• [Activity]: Check each line of the records for "crate"; collect those that have it.

• [Task data]:
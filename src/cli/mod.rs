pub mod init;
pub mod load;
pub mod reconcile;
pub mod report;
pub mod rules;

use std::path::PathBuf;

use clap::{Parser, Subcommand};

use crate::error::{ReckonError, Result};
use crate::settings::{default_settings_path, load_settings, shellexpand_path, Settings};

/// Parse a `YYYY-MM` argument into the month key used by reports.
pub(crate) fn parse_month_opt(month: &Option<String>) -> Result<Option<String>> {
    let Some(m) = month else {
        return Ok(None);
    };
    let parts: Vec<&str> = m.split('-').collect();
    if parts.len() == 2 {
        let year: Option<i32> = parts[0].parse().ok();
        let month: Option<u32> = parts[1].parse().ok();
        if let (Some(y), Some(mm)) = (year, month) {
            if (1..=12).contains(&mm) {
                return Ok(Some(format!("{y:04}-{mm:02}")));
            }
        }
    }
    Err(ReckonError::Other(format!("Invalid month '{m}', expected YYYY-MM")))
}

#[derive(Parser)]
#[command(
    name = "reckon",
    version,
    about = "Load statements, categorize spending, and reconcile card and app payments against the bank."
)]
pub struct Cli {
    /// Settings file (default: ~/.config/reckon/settings.json)
    #[arg(long, global = true)]
    pub config: Option<String>,
    /// Data directory override (contains raw/ and processed/)
    #[arg(long = "data-dir", global = true)]
    pub data_dir: Option<String>,
    #[command(subcommand)]
    pub command: Commands,
}

impl Cli {
    pub fn settings_path(&self) -> PathBuf {
        self.config
            .as_deref()
            .map(|p| PathBuf::from(shellexpand_path(p)))
            .unwrap_or_else(default_settings_path)
    }

    /// Settings from the config file with `--data-dir` applied.
    pub fn settings(&self) -> Result<Settings> {
        let mut settings = load_settings(&self.settings_path())?;
        if let Some(dir) = &self.data_dir {
            settings.data_dir = shellexpand_path(dir);
        }
        Ok(settings)
    }
}

#[derive(Subcommand)]
pub enum Commands {
    /// Write default settings and create one raw/ folder per feed.
    Init,
    /// Load and categorize every feed, then write the combined CSV.
    Load,
    /// List categorization rules in evaluation order.
    Rules,
    /// Match settlement payments to the spending they cover.
    Reconcile {
        /// Only this family (e.g. "Apple Card")
        #[arg(long)]
        family: Option<String>,
    },
    /// Flag same-amount transactions reported by two feeds.
    Duplicates,
    /// Monthly bank cash flow.
    Cashflow,
    /// Spending by category.
    Spending {
        /// Month: YYYY-MM
        #[arg(long)]
        month: Option<String>,
    },
    /// Monthly income by payer.
    Income,
    /// Run everything and write the CSV, JSON and text reports.
    Report {
        /// Write the text summary here instead of stdout
        #[arg(long)]
        output: Option<String>,
        /// JSON report path (default: <data_dir>/processed/report.json)
        #[arg(long)]
        json: Option<String>,
    },
}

• [Expected answer]:
use crate::error::{ReckonError, Result};
use crate::settings::{default_settings_path, load_settings, shellexpand_path, Settings};
pub(crate) fn parse_month_opt(month: &Option<String>) -> Result<Option<String>> {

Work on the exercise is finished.